Targeting psychologic stress signaling pathways in Alzheimer's disease.
Alzheimer's Disease (AD) is the most prevalent progressive neurodegenerative disease; to date, no AD therapy has proven effective in delaying or preventing the disease course. In the search for novel therapeutic targets in AD, it has been shown that increased chronic psychologic stress is associated with AD risk. Subsequently, biologic pathways underlying psychologic stress have been identified and shown to be able to exacerbate AD relevant pathologies. In this review, we summarize the literature relevant to the association between psychologic stress and AD, focusing on studies investigating the effects of stress paradigms on transgenic mouse models of Amyloid-β (Aβ) and tau pathologies.

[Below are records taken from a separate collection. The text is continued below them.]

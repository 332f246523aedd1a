//! End-to-end scenarios for the watcher loop, driving [`Watcher::run_poll_cycle`]
//! directly against hand-rolled `NrcsClient`/`ControlPlaneClient` stand-ins
//! rather than a real NRCS or control plane. Each test mirrors one of the
//! scenarios this gateway is built to converge on.

use std::collections::HashMap;
use std::sync::Arc;
use std::time::Duration as StdDuration;

use async_trait::async_trait;
use chrono::Utc;
use rust_decimal::Decimal;
use tokio::sync::{broadcast, Mutex};

use rundown_watcher::config::{QueueConfig, WatcherConfig};
use rundown_watcher::control_plane::{ControlPlaneClient, StatusCode};
use rundown_watcher::errors::{ControlPlaneResult, NrcsResult};
use rundown_watcher::models::{
    INewsStory, ReducedRundown, ReducedSegment, Rank, RundownId, RundownSegment, SegmentId,
    StoryMeta, UnrankedSegment,
};
use rundown_watcher::nrcs::NrcsClient;
use rundown_watcher::observability::AppObservability;
use rundown_watcher::resolver::MarkerFieldBoundaryDetector;
use rundown_watcher::watcher::{Watcher, WatcherEvent};

const GATEWAY_VERSION: &str = "v1";

struct StubNrcs {
    rundown: Mutex<ReducedRundown>,
    stories: Mutex<HashMap<SegmentId, UnrankedSegment>>,
}

impl StubNrcs {
    fn new(rundown: ReducedRundown, stories: Vec<UnrankedSegment>) -> Self {
        Self {
            rundown: Mutex::new(rundown),
            stories: Mutex::new(stories.into_iter().map(|s| (s.segment_id.clone(), s)).collect()),
        }
    }

    async fn set_rundown(&self, rundown: ReducedRundown) {
        *self.rundown.lock().await = rundown;
    }

    async fn upsert_story(&self, story: UnrankedSegment) {
        self.stories.lock().await.insert(story.segment_id.clone(), story);
    }
}

#[async_trait]
impl NrcsClient for StubNrcs {
    async fn download_rundown(&self, _queue_id: &str) -> NrcsResult<ReducedRundown> {
        Ok(self.rundown.lock().await.clone())
    }

    async fn fetch_stories_by_id(
        &self,
        _queue_id: &str,
        ids: &[SegmentId],
    ) -> NrcsResult<HashMap<SegmentId, UnrankedSegment>> {
        let stories = self.stories.lock().await;
        Ok(ids
            .iter()
            .filter_map(|id| stories.get(id).cloned().map(|s| (id.clone(), s)))
            .collect())
    }

    async fn queue_length(&self) -> usize {
        0
    }
}

/// Always reports an empty previously-ingested cache, so cold-start polls
/// don't suppress the create events this gateway would otherwise emit.
struct EmptyControlPlane {
    statuses: Mutex<Vec<(StatusCode, Vec<String>)>>,
}

impl EmptyControlPlane {
    fn new() -> Self {
        Self {
            statuses: Mutex::new(Vec::new()),
        }
    }
}

#[async_trait]
impl ControlPlaneClient for EmptyControlPlane {
    async fn set_status(&self, code: StatusCode, messages: &[String]) -> ControlPlaneResult<()> {
        self.statuses.lock().await.push((code, messages.to_vec()));
        Ok(())
    }

    async fn get_segments_cache_by_id(
        &self,
        _rundown_id: &RundownId,
        _segment_ids: &[SegmentId],
    ) -> ControlPlaneResult<HashMap<SegmentId, RundownSegment>> {
        Ok(HashMap::new())
    }
}

fn story(id: &str, locator: &str, rundown_start: bool) -> UnrankedSegment {
    UnrankedSegment {
        segment_id: SegmentId::from(id),
        rundown_id: RundownId::from("unused"),
        name: id.to_string(),
        modified: Utc::now(),
        locator: locator.to_string(),
        i_news_story: INewsStory {
            meta: StoryMeta {
                float: false,
                rundown_start,
                back_time: None,
            },
            body: serde_json::Value::Null,
        },
    }
}

fn reduced(id: &str, locator: &str) -> ReducedSegment {
    ReducedSegment {
        segment_id: SegmentId::from(id),
        name: id.to_string(),
        modified: Utc::now(),
        rank: Rank::integer(0),
        locator: locator.to_string(),
    }
}

fn listing(ids_and_locators: &[(&str, &str)]) -> ReducedRundown {
    ReducedRundown {
        gateway_version: GATEWAY_VERSION.to_string(),
        segments: ids_and_locators
            .iter()
            .map(|(id, locator)| reduced(id, locator))
            .collect(),
    }
}

fn test_config(queue_id: &str, playlist_id: &str) -> WatcherConfig {
    WatcherConfig {
        queues: vec![QueueConfig {
            queue_id: queue_id.to_string(),
            playlist_id: playlist_id.to_string(),
        }],
        poll_interval: StdDuration::from_secs(2),
        gateway_version: GATEWAY_VERSION.to_string(),
        debug: false,
        rank_fraction_floor: Decimal::new(1, 6),
        rank_rebase_cooldown: StdDuration::from_secs(30),
    }
}

fn build_watcher(config: WatcherConfig, nrcs: Arc<StubNrcs>) -> Arc<Watcher> {
    let control_plane = Arc::new(EmptyControlPlane::new());
    let observability = Arc::new(AppObservability::new(None).expect("observability init"));
    Watcher::new(
        config,
        nrcs,
        control_plane,
        Arc::new(MarkerFieldBoundaryDetector),
        observability,
    )
}

fn drain(rx: &mut broadcast::Receiver<WatcherEvent>) -> Vec<WatcherEvent> {
    let mut events = Vec::new();
    while let Ok(event) = rx.try_recv() {
        events.push(event);
    }
    events
}

#[tokio::test]
async fn cold_start_one_queue_three_segments_creates_one_rundown() {
    let nrcs = Arc::new(StubNrcs::new(
        listing(&[("a", "v1"), ("b", "v1"), ("c", "v1")]),
        vec![story("a", "v1", false), story("b", "v1", false), story("c", "v1", false)],
    ));
    let watcher = build_watcher(test_config("Q", "Q"), nrcs);
    let mut rx = watcher.subscribe();

    watcher.run_poll_cycle().await;

    let events = drain(&mut rx);
    assert_eq!(events.len(), 1, "expected exactly one rundown_create event, got {events:?}");
    match &events[0] {
        WatcherEvent::RundownCreate { rundown_id, rundown } => {
            assert_eq!(rundown_id.as_str(), "Q_1");
            let ranks: Vec<Rank> = rundown.segments.iter().map(|s| s.rank).collect();
            assert_eq!(ranks, vec![Rank::integer(1), Rank::integer(2), Rank::integer(3)]);
        }
        other => panic!("expected RundownCreate, got {other:?}"),
    }
}

#[tokio::test]
async fn insert_segment_between_neighbours_emits_only_a_create() {
    let nrcs = Arc::new(StubNrcs::new(
        listing(&[("a", "v1"), ("b", "v1"), ("c", "v1")]),
        vec![story("a", "v1", false), story("b", "v1", false), story("c", "v1", false)],
    ));
    let watcher = build_watcher(test_config("Q", "Q"), nrcs.clone());
    let mut rx = watcher.subscribe();
    watcher.run_poll_cycle().await;
    drain(&mut rx); // discard the cold-start create

    nrcs.upsert_story(story("d", "v1", false)).await;
    nrcs.set_rundown(listing(&[("a", "v1"), ("d", "v1"), ("b", "v1"), ("c", "v1")]))
        .await;
    watcher.run_poll_cycle().await;

    let events = drain(&mut rx);
    assert_eq!(events.len(), 1, "expected only the new segment's create, got {events:?}");
    match &events[0] {
        WatcherEvent::SegmentCreate { rundown_id, segment_id, .. } => {
            assert_eq!(rundown_id.as_str(), "Q_1");
            assert_eq!(segment_id.as_str(), "d");
        }
        other => panic!("expected SegmentCreate, got {other:?}"),
    }
}

#[tokio::test]
async fn moving_a_segment_emits_one_coalesced_rank_update() {
    let nrcs = Arc::new(StubNrcs::new(
        listing(&[("a", "v1"), ("b", "v1"), ("c", "v1"), ("d", "v1")]),
        vec![
            story("a", "v1", false),
            story("b", "v1", false),
            story("c", "v1", false),
            story("d", "v1", false),
        ],
    ));
    let watcher = build_watcher(test_config("Q", "Q"), nrcs.clone());
    let mut rx = watcher.subscribe();
    watcher.run_poll_cycle().await;
    drain(&mut rx);

    nrcs.set_rundown(listing(&[("c", "v1"), ("a", "v1"), ("b", "v1"), ("d", "v1")]))
        .await;
    watcher.run_poll_cycle().await;

    let events = drain(&mut rx);
    assert_eq!(events.len(), 1, "expected one segment_ranks_update, got {events:?}");
    match &events[0] {
        WatcherEvent::SegmentRanksUpdate { rundown_id, ranks } => {
            assert_eq!(rundown_id.as_str(), "Q_1");
            assert!(!ranks.is_empty());
            let rank_c = ranks[&SegmentId::from("c")];
            let rank_a = ranks.get(&SegmentId::from("a")).copied().unwrap_or(Rank::integer(0));
            assert!(rank_c < rank_a, "moved segment c should now rank before a");
        }
        other => panic!("expected SegmentRanksUpdate, got {other:?}"),
    }
}

#[tokio::test]
async fn locator_change_emits_segment_update_with_no_rank_change() {
    let nrcs = Arc::new(StubNrcs::new(
        listing(&[("a", "v1"), ("b", "v1"), ("c", "v1")]),
        vec![story("a", "v1", false), story("b", "v1", false), story("c", "v1", false)],
    ));
    let watcher = build_watcher(test_config("Q", "Q"), nrcs.clone());
    let mut rx = watcher.subscribe();
    watcher.run_poll_cycle().await;
    drain(&mut rx);

    nrcs.upsert_story(story("b", "v2", false)).await;
    nrcs.set_rundown(listing(&[("a", "v1"), ("b", "v2"), ("c", "v1")])).await;
    watcher.run_poll_cycle().await;

    let events = drain(&mut rx);
    assert_eq!(events.len(), 1, "expected only a segment_update, got {events:?}");
    match &events[0] {
        WatcherEvent::SegmentUpdate { rundown_id, segment_id, segment } => {
            assert_eq!(rundown_id.as_str(), "Q_1");
            assert_eq!(segment_id.as_str(), "b");
            assert_eq!(segment.locator, "v2");
        }
        other => panic!("expected SegmentUpdate, got {other:?}"),
    }
}

#[tokio::test]
async fn rundown_boundary_marker_splits_the_playlist() {
    let nrcs = Arc::new(StubNrcs::new(
        listing(&[("a", "v1"), ("b", "v1"), ("d", "v1")]),
        vec![story("a", "v1", false), story("b", "v1", false), story("d", "v1", false)],
    ));
    let watcher = build_watcher(test_config("Q", "Q"), nrcs.clone());
    let mut rx = watcher.subscribe();
    watcher.run_poll_cycle().await;
    drain(&mut rx);

    nrcs.upsert_story(story("b", "v1", true)).await;
    watcher.run_poll_cycle().await;

    let events = drain(&mut rx);

    let deletes: Vec<_> = events
        .iter()
        .filter_map(|e| match e {
            WatcherEvent::SegmentDelete { rundown_id, segment_id } => {
                Some((rundown_id.as_str().to_string(), segment_id.as_str().to_string()))
            }
            _ => None,
        })
        .collect();
    assert_eq!(deletes.len(), 2, "expected B and D deleted from Q_1, got {events:?}");
    assert!(deletes.contains(&("Q_1".to_string(), "b".to_string())));
    assert!(deletes.contains(&("Q_1".to_string(), "d".to_string())));

    let creates: Vec<_> = events
        .iter()
        .filter_map(|e| match e {
            WatcherEvent::RundownCreate { rundown_id, rundown } => Some((rundown_id.clone(), rundown.clone())),
            _ => None,
        })
        .collect();
    assert_eq!(creates.len(), 1, "expected exactly one new rundown created, got {events:?}");
    assert_eq!(creates[0].0.as_str(), "Q_2");
    let created_ids: Vec<&str> = creates[0].1.segments.iter().map(|s| s.segment_id.as_str()).collect();
    assert_eq!(created_ids, vec!["b", "d"]);

    assert!(
        !events
            .iter()
            .any(|e| matches!(e, WatcherEvent::SegmentCreate { .. })),
        "segments covered by the new rundown's create must not also get their own create event"
    );

    let delete_pos = events
        .iter()
        .position(|e| matches!(e, WatcherEvent::SegmentDelete { .. }))
        .expect("expected a SegmentDelete event");
    let create_pos = events
        .iter()
        .position(|e| matches!(e, WatcherEvent::RundownCreate { .. }))
        .expect("expected a RundownCreate event");
    assert!(
        delete_pos < create_pos,
        "segment_delete(Q_1,B)/segment_delete(Q_1,D) must precede rundown_create(Q_2,...), got {events:?}"
    );
}

#[tokio::test]
async fn gateway_version_mismatch_is_skipped_silently() {
    let mut mismatched = listing(&[("a", "v1")]);
    mismatched.gateway_version = "other-version".to_string();
    let nrcs = Arc::new(StubNrcs::new(mismatched, vec![story("a", "v1", false)]));
    let watcher = build_watcher(test_config("Q", "Q"), nrcs);
    let mut rx = watcher.subscribe();

    watcher.run_poll_cycle().await;

    let events = drain(&mut rx);
    assert!(events.is_empty(), "expected no events on version mismatch, got {events:?}");
}

#[tokio::test]
async fn polling_unchanged_state_twice_only_emits_on_the_first_poll() {
    let nrcs = Arc::new(StubNrcs::new(
        listing(&[("a", "v1"), ("b", "v1")]),
        vec![story("a", "v1", false), story("b", "v1", false)],
    ));
    let watcher = build_watcher(test_config("Q", "Q"), nrcs);
    let mut rx = watcher.subscribe();

    watcher.run_poll_cycle().await;
    let first = drain(&mut rx);
    assert!(!first.is_empty());

    watcher.run_poll_cycle().await;
    let second = drain(&mut rx);
    assert!(second.is_empty(), "identical state should not re-emit: {second:?}");
}

#[tokio::test]
async fn empty_queue_produces_one_empty_rundown() {
    let nrcs = Arc::new(StubNrcs::new(listing(&[]), vec![]));
    let watcher = build_watcher(test_config("Q", "Q"), nrcs);
    let mut rx = watcher.subscribe();

    watcher.run_poll_cycle().await;

    let events = drain(&mut rx);
    assert_eq!(events.len(), 1);
    match &events[0] {
        WatcherEvent::RundownCreate { rundown_id, rundown } => {
            assert_eq!(rundown_id.as_str(), "Q_1");
            assert!(rundown.segments.is_empty());
        }
        other => panic!("expected an empty RundownCreate, got {other:?}"),
    }
}

#[tokio::test]
async fn resync_rundown_forces_a_full_refetch_on_the_next_poll() {
    let nrcs = Arc::new(StubNrcs::new(
        listing(&[("a", "v1"), ("b", "v1")]),
        vec![story("a", "v1", false), story("b", "v1", false)],
    ));
    let watcher = build_watcher(test_config("Q", "Q"), nrcs.clone());
    let mut rx = watcher.subscribe();
    watcher.run_poll_cycle().await;
    drain(&mut rx);

    watcher.resync_rundown(&RundownId::from("Q_1")).await;
    watcher.run_poll_cycle().await;

    let events = drain(&mut rx);
    assert!(
        events.iter().any(|e| matches!(e, WatcherEvent::RundownCreate { .. })),
        "a resynced rundown should be recreated from scratch, got {events:?}"
    );
}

In recent years, a substantial amount of research has been done investigating a key stress-response mediator, corticotropin-releasing hormone (CRH), and its interactions with AD relevant processes. We highlight attempts to target the CRH signaling pathway as a therapeutic intervention in these transgenic mouse models and discuss how targeting this pathway is a promising avenue for further investigation. KEYWORDS: Alzheimer’s disease; Chronic stress; Corticotropin-releasing hormone; Neurodegeneration; Psychologic distress
Mol Neurodegener. 2017 Jun 21;12(1):49. doi: 10.1186/s13024-017-0190-z.